Substance P Enhances Keratocyte Migration and Neutrophil Recruitment through Interleukin-8
2016 (English)In: Molecular Pharmacology, ISSN 0026-895X, E-ISSN 1521-0111, Vol. 89, no 2, 215-225 p.Article in journal (Refereed) PublishedText
Keratocytes, the resident cells of the corneal stroma, are responsible for maintaining turnover of this tissue by synthesizing extracellular matrix components. When the cornea is injured, the keratocytes migrate to the wounded site and participate in the stromal wound healing. The neuropeptide substance P (SP), which is also known to be produced by non-neuronal cells, has previously been implicated in epithelial wound healing after corneal injury. Corneal scarring, which occurs in the stroma when the process of wound healing has malfunctioned, is one of the major causes of preventable blindness.
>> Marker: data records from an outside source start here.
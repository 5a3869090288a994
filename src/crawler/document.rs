//! Queryable HTML document
//!
//! A thin wrapper over `scraper::Html` exposing exactly the queries the page
//! interpretation pipeline needs. A `Document` is parsed and dropped inside
//! one synchronous step; it never crosses an `.await`.

use scraper::html::Select;
use scraper::{ElementRef, Html, Selector};

/// A parsed catalog page
pub struct Document {
    html: Html,
}

impl Document {
    /// Parses an HTML page
    pub fn parse(body: &str) -> Self {
        Self {
            html: Html::parse_document(body),
        }
    }

    /// All elements matching `selector`, in document order
    pub fn select_all<'a, 'b>(&'a self, selector: &'b Selector) -> Select<'a, 'b> {
        self.html.select(selector)
    }

    /// First element matching `selector`
    pub fn select_first(&self, selector: &Selector) -> Option<ElementRef<'_>> {
        self.html.select(selector).next()
    }

    /// True if at least one element matches `selector`
    pub fn contains(&self, selector: &Selector) -> bool {
        self.select_first(selector).is_some()
    }

    /// Whitespace-collapsed text of the first match
    pub fn text(&self, selector: &Selector) -> Option<String> {
        self.select_first(selector).map(element_text)
    }

    /// Attribute value of the first match
    pub fn attr(&self, selector: &Selector, name: &str) -> Option<String> {
        self.select_first(selector)
            .and_then(|element| element.value().attr(name))
            .map(str::to_string)
    }

    /// Raw inner markup of the first match
    pub fn inner_html(&self, selector: &Selector) -> Option<String> {
        self.select_first(selector).map(|element| element.inner_html())
    }
}

/// Text content of an element with runs of whitespace collapsed to one space
pub fn element_text(element: ElementRef<'_>) -> String {
    element
        .text()
        .flat_map(str::split_whitespace)
        .collect::<Vec<_>>()
        .join(" ")
}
This study aimed to elucidate the potential role of SP in keratocyte migration and therefore in stromal wound healing. We report that the expression and secretion of SP in human keratocytes are increased in response to injury in vitro. Moreover, SP enhances the migration of keratocytes by inducing the actin cytoskeleton reorganization and focal adhesion formation through the activation of the phosphatidylinositide 3-kinase and Ras-related C3 botulinum toxin substrate 1/Ras homolog gene family, member A pathway. Furthermore, SP stimulation leads to upregulated expression of the proinflammatory and chemotactic cytokine interleukin-8 (IL-8), which also contributes significantly to SP-enhanced keratocyte migration and is able to attract neutrophils. In addition, the preferred SP receptor, the neurokinin-1 receptor, is necessary to induce keratocyte migration and IL-8 secretion. In conclusion, we describe new mechanisms by which SP enhances migration of keratocytes and recruits neutrophils, two necessary steps in the corneal wound-healing process, which are also likely to occur in other tissue injuries.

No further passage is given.